United States District Court, D. Colorado

July 29, 2019

WENDY J. RUNDLE, Plaintiff,
v.
ANDREW SAUL, Commissioner of Social Security, Defendant.

          ORDER AFFIRMING DENIAL OF BENEFITS

          R. BROOKE JACKSON, UNITED STATES DISTRICT JUDGE

         This matter is before the Court on review of the Social Security Administration (“SSA”) Commissioner's decision denying claimant Wendy J. Rundle's application for disability insurance benefits (“DIB”) and supplemental security income (“SSI”). Jurisdiction is proper under 42 U.S.C. § 405(g). For the reasons explained below, the Court affirms the Commissioner's decision.

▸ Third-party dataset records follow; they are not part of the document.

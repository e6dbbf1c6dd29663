pub mod completion;
pub mod config;
pub mod crossings;
pub mod duel;
pub mod generate;
pub mod menu;
pub mod play;
pub mod survey;

use anyhow::{Context, Result};

use crate::graph::generator::{Generator, GeneratorConfig};

/// Single-threaded runtime the game loops run on.
pub(crate) fn runtime() -> Result<tokio::runtime::Runtime> {
    tokio::runtime::Builder::new_current_thread()
        .enable_time()
        .build()
        .context("Failed to start the game runtime")
}

/// Seeded generator when `seed` is given, otherwise from OS entropy.
pub(crate) fn generator(seed: Option<u64>, config: GeneratorConfig) -> Result<Generator> {
    let generator = match seed {
        Some(seed) => Generator::from_seed(seed, config)?,
        None => Generator::from_entropy(config)?,
    };
    Ok(generator)
}
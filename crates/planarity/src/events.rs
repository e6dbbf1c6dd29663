use std::time::Duration;

use tokio::sync::mpsc;
use tokio::task::JoinHandle;
use tokio::time::{Instant, MissedTickBehavior};

/// Something the game loop reacts to besides player input.
#[derive(Debug, Clone, PartialEq, Eq)]
pub enum Event {
    /// One second of game clock.
    Tick,
    /// Crazy mode: teleport a random node.
    Jump,
    /// Time to retransmit whatever is unacknowledged.
    Retry,
    /// A message arrived on the subscribed topic.
    Network(String),
}

/// Single-consumer queue every timer and subscription posts into.
pub struct EventQueue {
    tx: mpsc::UnboundedSender<Event>,
    rx: mpsc::UnboundedReceiver<Event>,
}

impl EventQueue {
    pub fn new() -> Self {
        let (tx, rx) = mpsc::unbounded_channel();
        Self { tx, rx }
    }

    pub fn sender(&self) -> EventSender {
        EventSender(self.tx.clone())
    }

    /// Next queued event. Cancel-safe.
    pub async fn next(&mut self) -> Option<Event> {
        self.rx.recv().await
    }

    /// Pop an event without waiting.
    #[cfg(test)]
    pub fn try_next(&mut self) -> Option<Event> {
        self.rx.try_recv().ok()
    }
}

impl Default for EventQueue {
    fn default() -> Self {
        Self::new()
    }
}

#[derive(Debug, Clone)]
pub struct EventSender(mpsc::UnboundedSender<Event>);

impl EventSender {
    /// Post `event`. Returns `false` once the queue is gone.
    pub fn post(&self, event: Event) -> bool {
        self.0.send(event).is_ok()
    }
}

/// Posts an event every `period` until detached or dropped.
pub struct Ticker {
    handle: Option<JoinHandle<()>>,
}

impl Ticker {
    /// Start posting `event`; the first one arrives one `period` from now.
    pub fn attach(sender: EventSender, period: Duration, event: Event) -> Self {
        let handle = tokio::spawn(async move {
            let mut interval = tokio::time::interval_at(Instant::now() + period, period);
            interval.set_missed_tick_behavior(MissedTickBehavior::Delay);
            loop {
                interval.tick().await;
                if !sender.post(event.clone()) {
                    break;
                }
            }
        });
        Self {
            handle: Some(handle),
        }
    }

    pub fn detach(&mut self) {
        if let Some(handle) = self.handle.take() {
            handle.abort();
        }
    }

    #[cfg(test)]
    pub fn is_attached(&self) -> bool {
        self.handle.is_some()
    }
}

impl Drop for Ticker {
    fn drop(&mut self) {
        self.detach();
    }
}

         I. STANDARD OF REVIEW

         A person is disabled within the meaning of the Social Security Act only if her physical and/or mental impairments preclude her from performing both her previous work and any other “substantial gainful work which exists in the national economy.” 42 U.S.C. §423(d)(2). To be disabling, a claimant's conditions must be so limiting as to preclude any substantial gainful work for at least twelve consecutive months. See Kelley v. Chater, 62 F.3d 335, 338 (10th Cir. 1995).

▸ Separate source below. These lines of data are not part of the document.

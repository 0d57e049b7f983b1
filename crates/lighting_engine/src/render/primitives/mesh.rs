//! Static mesh data
//!
//! A mesh is three flat arrays: positions (3 floats per vertex), per-vertex
//! normals (same count and order), and triangle indices (3 per triangle).
//! Loading meshes from files is not supported; lessons use the procedural
//! sphere below or arrays supplied by the host.

use thiserror::Error;

use crate::foundation::math::Vec3;

/// Malformed mesh input
#[derive(Error, Debug, Clone, PartialEq, Eq)]
pub enum MeshError {
    /// No vertices or no triangles
    #[error("Mesh is empty")]
    Empty,

    /// Position array length is not a multiple of three
    #[error("Position array length {0} is not a multiple of 3")]
    RaggedPositions(usize),

    /// Normals do not line up with positions
    #[error("Normal count {normals} does not match position count {positions}")]
    NormalCountMismatch {
        /// Floats in the position array
        positions: usize,
        /// Floats in the normal array
        normals: usize,
    },

    /// Index array length is not a multiple of three
    #[error("Index count {0} is not a multiple of 3")]
    PartialTriangle(usize),

    /// Index references a vertex that does not exist
    #[error("Index {index} at slot {slot} is out of bounds for {vertex_count} vertices")]
    IndexOutOfBounds {
        /// Position in the index array
        slot: usize,
        /// Offending index
        index: u32,
        /// Vertices in the mesh
        vertex_count: usize,
    },

    /// Procedural resolution whose vertex or index count does not fit in `u32`
    #[error("Sphere with {rings} rings and {segments} segments exceeds u32 indexing")]
    TooLarge {
        /// Requested latitude bands
        rings: u32,
        /// Requested longitude bands
        segments: u32,
    },
}

/// Indexed triangle mesh with per-vertex normals
#[derive(Debug, Clone, Default, PartialEq)]
pub struct MeshData {
    /// Vertex positions, xyz per vertex
    pub positions: Vec<f32>,
    /// Vertex normals, xyz per vertex
    pub normals: Vec<f32>,
    /// Triangle indices into the vertex arrays
    pub indices: Vec<u32>,
}

impl MeshData {
    /// Build a mesh from flat arrays, validating them
    pub fn new(positions: Vec<f32>, normals: Vec<f32>, indices: Vec<u32>) -> Result<Self, MeshError> {
        let mesh = Self {
            positions,
            normals,
            indices,
        };
        mesh.validate()?;
        Ok(mesh)
    }

    /// Check the flat-array invariants
    pub fn validate(&self) -> Result<(), MeshError> {
        if self.positions.is_empty() || self.indices.is_empty() {
            return Err(MeshError::Empty);
        }
        if self.positions.len() % 3 != 0 {
            return Err(MeshError::RaggedPositions(self.positions.len()));
        }
        if self.normals.len() != self.positions.len() {
            return Err(MeshError::NormalCountMismatch {
                positions: self.positions.len(),
                normals: self.normals.len(),
            });
        }
        if self.indices.len() % 3 != 0 {
            return Err(MeshError::PartialTriangle(self.indices.len()));
        }

        let vertex_count = self.vertex_count();
        if let Some((slot, &index)) = self
            .indices
            .iter()
            .enumerate()
            .find(|&(_, &i)| i as usize >= vertex_count)
        {
            return Err(MeshError::IndexOutOfBounds {
                slot,
                index,
                vertex_count,
            });
        }
        Ok(())
    }

    /// Number of vertices
    pub fn vertex_count(&self) -> usize {
        self.positions.len() / 3
    }

    /// Number of indices (three per triangle)
    pub fn index_count(&self) -> usize {
        self.indices.len()
    }

    /// Number of triangles
    pub fn triangle_count(&self) -> usize {
        self.indices.len() / 3
    }

    /// Position of vertex `i`
    pub fn vertex_position(&self, i: usize) -> Option<Vec3> {
        self.positions
            .get(i * 3..i * 3 + 3)
            .map(|p| Vec3::new(p[0], p[1], p[2]))
    }

    /// Normal of vertex `i`
    pub fn vertex_normal(&self, i: usize) -> Option<Vec3> {
        self.normals
            .get(i * 3..i * 3 + 3)
            .map(|n| Vec3::new(n[0], n[1], n[2]))
    }

    /// Raw position bytes for buffer upload
    pub fn position_bytes(&self) -> &[u8] {
        bytemuck::cast_slice(&self.positions)
    }

    /// Raw normal bytes for buffer upload
    pub fn normal_bytes(&self) -> &[u8] {
        bytemuck::cast_slice(&self.normals)
    }

    /// Raw index bytes for buffer upload
    pub fn index_bytes(&self) -> &[u8] {
        bytemuck::cast_slice(&self.indices)
    }

    /// Latitude/longitude sphere centred on the origin
    ///
    /// Normals point outward and are exactly unit length. `rings` and
    /// `segments` are clamped to at least 2 and 3; a resolution whose vertex
    /// or index count overflows `u32` is rejected.
    pub fn uv_sphere(rings: u32, segments: u32, radius: f32) -> Result<Self, MeshError> {
        let too_large = MeshError::TooLarge { rings, segments };
        let rings = rings.max(2);
        let segments = segments.max(3);

        let stride = segments.checked_add(1).ok_or_else(|| too_large.clone())?;
        let vertex_total = rings
            .checked_add(1)
            .and_then(|r| r.checked_mul(stride))
            .ok_or_else(|| too_large.clone())? as usize;
        let index_total = rings
            .checked_mul(segments)
            .and_then(|quads| quads.checked_mul(6))
            .ok_or(too_large)? as usize;

        let mut positions = Vec::with_capacity(vertex_total * 3);
        let mut normals = Vec::with_capacity(vertex_total * 3);

        for ring in 0..=rings {
            let theta = std::f32::consts::PI * ring as f32 / rings as f32;
            let (sin_theta, cos_theta) = theta.sin_cos();
            for segment in 0..=segments {
                let phi = std::f32::consts::TAU * segment as f32 / segments as f32;
                let (sin_phi, cos_phi) = phi.sin_cos();
                let normal = [sin_theta * cos_phi, cos_theta, sin_theta * sin_phi];
                normals.extend_from_slice(&normal);
                positions.extend(normal.iter().map(|c| c * radius));
            }
        }

        let mut indices = Vec::with_capacity(index_total);
        for ring in 0..rings {
            for segment in 0..segments {
                let a = ring * stride + segment;
                let b = a + stride;
                indices.extend_from_slice(&[a, a + 1, b, a + 1, b + 1, b]);
            }
        }

        Ok(Self {
            positions,
            normals,
            indices,
        })
    }
}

         This appeal is based upon the administrative record and the parties' briefs. In reviewing a final decision by the Commissioner, the District Court examines the record and determines whether it contains substantial evidence to support the Commissioner's decision and whether the Commissioner applied correct legal standards. Winfrey v. Chater, 92 F.3d 1017, 1019 (10th Cir. 1996). The District Court's determination of whether the ruling by the Administrative Law Judge (“ALJ”) is supported by substantial evidence “must be based upon the record taken as a whole.” Washington v. Shalala, 37 F.3d 1437, 1439 (10th Cir. 1994). A decision is not based on substantial evidence if it is “overwhelmed by other evidence in the record.” Bernal v. Bowen, 851 F.2d 297, 299 (10th Cir. 1988). Evidence is not substantial if it “constitutes mere conclusion.” Musgrave v. Sullivan, 966 F.2d 1371, 1374 (10th Cir. 1992). Reversal may be appropriate if the Commissioner applies an incorrect legal standard or fails to demonstrate that the correct legal standards have been followed. Winfrey, 92 F.3d at 1019.

         II. BACKGROUND

         A. Factual Background.

         Ms. Rundle was born on November 17, 1972 and was 44 years old at the time of the ALJ's ruling. R. 129. Ms. Rundle alleges that her disability began on May 15, 2013. Id. Two significant events contributed to plaintiff's alleged disability - an automobile accident in January 2012 and an armed robbery at plaintiff's place of employment in August 2012. R. 293, 499-502.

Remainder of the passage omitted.